Agora estamos a tentar dar o salto para hotéis porque já não podemos fazer mais alojamentos locais. Não é por questões de preço, ou porque nos aburguesámos. Vamos estar imensamente limitados em algumas coisas. A ideia é que a nova unidade na Rua de São Paulo seja uma grande surpresa, mas a classificação vai chocar um pouco os hoteleiros. Vai ser outra vez disruptivo e brincar com imensas questões de anti marketing. Abre em 2020.

Qual o portfolio ativo do grupo e que projetos tem em pipeline?
Os projetos que temos hoje abertos são estes dois edifícios, que tratamos como um: The Independente com a oferta de dois restaurantes – The Decadente e The Insólito. Temos depois The Indy House, na Mouraria, um alojamento local sem oferta de B&V todos os dias ao público embora com um espaço de eventos, The Favela. Este é o projeto mais recente. Antes desse abrimos o The House of Sandeman Hostel & Suites, em Vila Nova de Gaia, em parceria com a Sogrape.

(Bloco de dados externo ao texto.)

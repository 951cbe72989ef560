//! Direct outbound of the server
//!
//! Connects every TCP request straight to its destination and relays UDP sessions
//! through one local socket each.

use std::collections::HashMap;
use std::fmt;
use std::io::{Error, ErrorKind};
use std::net::SocketAddr;
use std::sync::Mutex;
use std::time::Duration;

use anyhow::Context as _;
use async_trait::async_trait;
use bytes::BytesMut;
use log::{debug, info};
use tokio::io::{AsyncRead, AsyncWrite};
use tokio::net::{TcpStream, UdpSocket};
use tokio::time::Instant;

use crate::address::Address;
use crate::packet::{PacketStream, MAX_PACKET_SIZE};
use crate::server::ServiceHandler;
use crate::socks5::copy_bidirectional;
use crate::stream::ServerStream;

/// Idle time after which a UDP session is dropped when none is configured.
pub const DEFAULT_UDP_TIMEOUT: Duration = Duration::from_secs(60);

/// Connect to target, resolving domain names first
pub async fn connect_target(target: &Address) -> Result<TcpStream, Error> {
    match target {
        Address::Socket(addr) => TcpStream::connect(addr).await,
        Address::Domain(host, port) => {
            let mut last_err = Error::new(ErrorKind::NotFound, format!("No addresses found for {}", host));
            for addr in tokio::net::lookup_host((host.as_str(), *port)).await? {
                match TcpStream::connect(addr).await {
                    Ok(stream) => return Ok(stream),
                    Err(e) => {
                        debug!("Connect to {} ({}) failed: {}", target, addr, e);
                        last_err = e;
                    }
                }
            }
            Err(last_err)
        }
    }
}

async fn resolve_udp(target: &Address, prefer_ipv4: bool) -> Result<SocketAddr, Error> {
    match target {
        Address::Socket(addr) => Ok(*addr),
        Address::Domain(host, port) => {
            let addrs: Vec<_> = tokio::net::lookup_host((host.as_str(), *port)).await?.collect();
            addrs
                .iter()
                .find(|a| a.is_ipv4() == prefer_ipv4)
                .or_else(|| addrs.first())
                .copied()
                .ok_or_else(|| Error::new(ErrorKind::NotFound, format!("No addresses found for {}", host)))
        }
    }
}

/// Traffic handler that talks to destinations directly
#[derive(Debug, Clone)]
pub struct DirectHandler {
    udp_timeout: Duration,
}

impl DirectHandler {
    pub fn new(udp_timeout: Duration) -> Self {
        let udp_timeout = if udp_timeout.is_zero() {
            DEFAULT_UDP_TIMEOUT
        } else {
            udp_timeout
        };
        Self { udp_timeout }
    }

    /// Relays one UDP session until either side fails or it stays idle too long.
    pub async fn relay_packets<S>(&self, stream: PacketStream<S>) -> anyhow::Result<()>
    where
        S: AsyncRead + AsyncWrite + Unpin,
    {
        let socket = match UdpSocket::bind(SocketAddr::from(([0u16; 8], 0))).await {
            Ok(socket) => socket,
            Err(_) => UdpSocket::bind(SocketAddr::from(([0, 0, 0, 0], 0))).await?,
        };
        let (mut reader, mut writer) = stream.split();
        let last_active = Mutex::new(Instant::now());

        tokio::select! {
            result = uplink(&socket, &mut reader, &last_active) => result,
            result = downlink(&socket, &mut writer, &last_active) => result,
            _ = idle(&last_active, self.udp_timeout) => {
                debug!("UDP session idle for {:?}, closing", self.udp_timeout);
                Ok(())
            }
        }
    }
}

fn touch(last_active: &Mutex<Instant>) {
    *last_active.lock().unwrap_or_else(|e| e.into_inner()) = Instant::now();
}

/// Resolved domain destinations of one UDP session.
///
/// Holds at most [`MAX_RESOLVED_DOMAINS`] entries; a full cache starts over.
struct ResolveCache {
    entries: HashMap<Address, SocketAddr>,
}

/// Distinct domain destinations remembered per UDP session.
const MAX_RESOLVED_DOMAINS: usize = 256;

impl ResolveCache {
    fn new() -> Self {
        Self {
            entries: HashMap::new(),
        }
    }

    async fn resolve(&mut self, destination: &Address, prefer_ipv4: bool) -> Result<SocketAddr, Error> {
        if let Address::Socket(addr) = destination {
            return Ok(*addr);
        }
        if let Some(target) = self.entries.get(destination) {
            return Ok(*target);
        }
        let target = resolve_udp(destination, prefer_ipv4).await?;
        if self.entries.len() >= MAX_RESOLVED_DOMAINS {
            self.entries.clear();
        }
        self.entries.insert(destination.clone(), target);
        Ok(target)
    }

    fn len(&self) -> usize {
        self.entries.len()
    }
}

/// Forwards session packets to their destinations. Only stream failures end it; a
/// packet that cannot be resolved or sent is dropped.
async fn uplink<R>(socket: &UdpSocket, reader: &mut PacketStream<R>, last_active: &Mutex<Instant>) -> anyhow::Result<()>
where
    R: AsyncRead + Unpin,
{
    let dual_stack = socket.local_addr()?.is_ipv6();
    let mut resolved = ResolveCache::new();
    let mut packet = BytesMut::with_capacity(MAX_PACKET_SIZE);
    loop {
        let destination = reader.read_packet(&mut packet).await?;
        let target = match resolved.resolve(&destination, !dual_stack).await {
            Ok(target) => target,
            Err(e) => {
                debug!("UDP: dropping packet to {}: {}", destination, e);
                continue;
            }
        };
        let target = if dual_stack { to_mapped(target) } else { target };
        if let Err(e) = socket.send_to(&packet, target).await {
            debug!("UDP: dropping packet to {}: {}", destination, e);
            continue;
        }
        touch(last_active);
    }
}

async fn downlink<W>(socket: &UdpSocket, writer: &mut PacketStream<W>, last_active: &Mutex<Instant>) -> anyhow::Result<()>
where
    W: AsyncWrite + Unpin,
{
    let mut buf = vec![0u8; MAX_PACKET_SIZE];
    loop {
        let (n, from) = socket.recv_from(&mut buf).await?;
        writer.write_packet(&buf[..n], &Address::from(to_canonical(from))).await?;
        touch(last_active);
    }
}

async fn idle(last_active: &Mutex<Instant>, timeout: Duration) {
    loop {
        let deadline = *last_active.lock().unwrap_or_else(|e| e.into_inner()) + timeout;
        if Instant::now() >= deadline {
            return;
        }
        tokio::time::sleep_until(deadline).await;
    }
}

fn to_mapped(addr: SocketAddr) -> SocketAddr {
    match addr {
        SocketAddr::V4(v4) => SocketAddr::new(v4.ip().to_ipv6_mapped().into(), v4.port()),
        v6 => v6,
    }
}

fn to_canonical(addr: SocketAddr) -> SocketAddr {
    SocketAddr::new(addr.ip().to_canonical(), addr.port())
}

#[async_trait]
impl<U> ServiceHandler<U> for DirectHandler
where
    U: fmt::Debug + Send + Sync + 'static,
{
    async fn new_connection(
        &self,
        user: U,
        source: SocketAddr,
        destination: Address,
        stream: ServerStream,
    ) -> anyhow::Result<()> {
        let target = connect_target(&destination)
            .await
            .with_context(|| format!("connect to {}", destination))?;
        info!("[{:?}] {} -> {} (tcp)", user, source, destination);
        copy_bidirectional(stream, target).await?;
        Ok(())
    }

    async fn new_packet_connection(
        &self,
        user: U,
        source: SocketAddr,
        destination: Address,
        stream: PacketStream<ServerStream>,
    ) -> anyhow::Result<()> {
        info!("[{:?}] {} -> {} (udp)", user, source, destination);
        self.relay_packets(stream).await
    }
}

Em pipeline temos o nosso primeiro hotel, em Lisboa, na Rua de São Paulo. Está em discussão uma unidade de turismo de habitação em Évora. Em Tavira temos em licenciamento um projeto para hotel, e na Comporta também teremos mais um hotel. Penso que Lisboa tem ainda imensas oportunidades de crescimento, noutras zonas como Ajuda, Bairro das Colónias, Marvila, Beato… O Porto, como um centro histórico muito mais limitado, e prédios muito mais pequenos, bem como muita gente interessada, está mais difícil. Mas é um destino muito apetecível.

Como vê o grupo daqui a 10 anos?
Gostava de conseguir trazer mais inovação na forma como gerimos os Recursos Humanos. Acho que vai ser um fator fundamental na forma de motivarmos as pessoas que estão connosco e de conseguirmos recrutar mais pessoas. É muito difícil, porque as margens dos grupos que trabalham na hotelaria são muito pequenas. Mas temos que conseguir inovar na forma como operamos as unidades, na forma como as concebemos, para conseguirmos algumas poupanças no número de pessoas mas podermos oferecer mais às pessoas, não só a nível salarial. Adorava, por exemplo, oferecer algum tipo de apoio às pessoas com filhos. Há caminho para uma otimização nos hotéis. E as questões tecnológicas podem trazer melhorias nesse aspeto.

Como seria o hostel/hotel dos seus sonhos?
Para mim, mais do que os amenities que estão dentro do espaço, a questão do destino, a forma como o operador conseguiu beber e perceber o destino, e fazer com que a unidade faça parte desse destino, e que o cliente consiga viver o destino já a partir dessa unidade, é fundamental. E depois o sonho de ter um concierge dedicado, um curador que consiga fazer um estudo dos clientes antes deles chegarem ao hotel. Se no The Independente Collective conseguíssemos oferecer isso no nosso próximo projeto, ou mesmo neste, esse seria um sonho concretizado.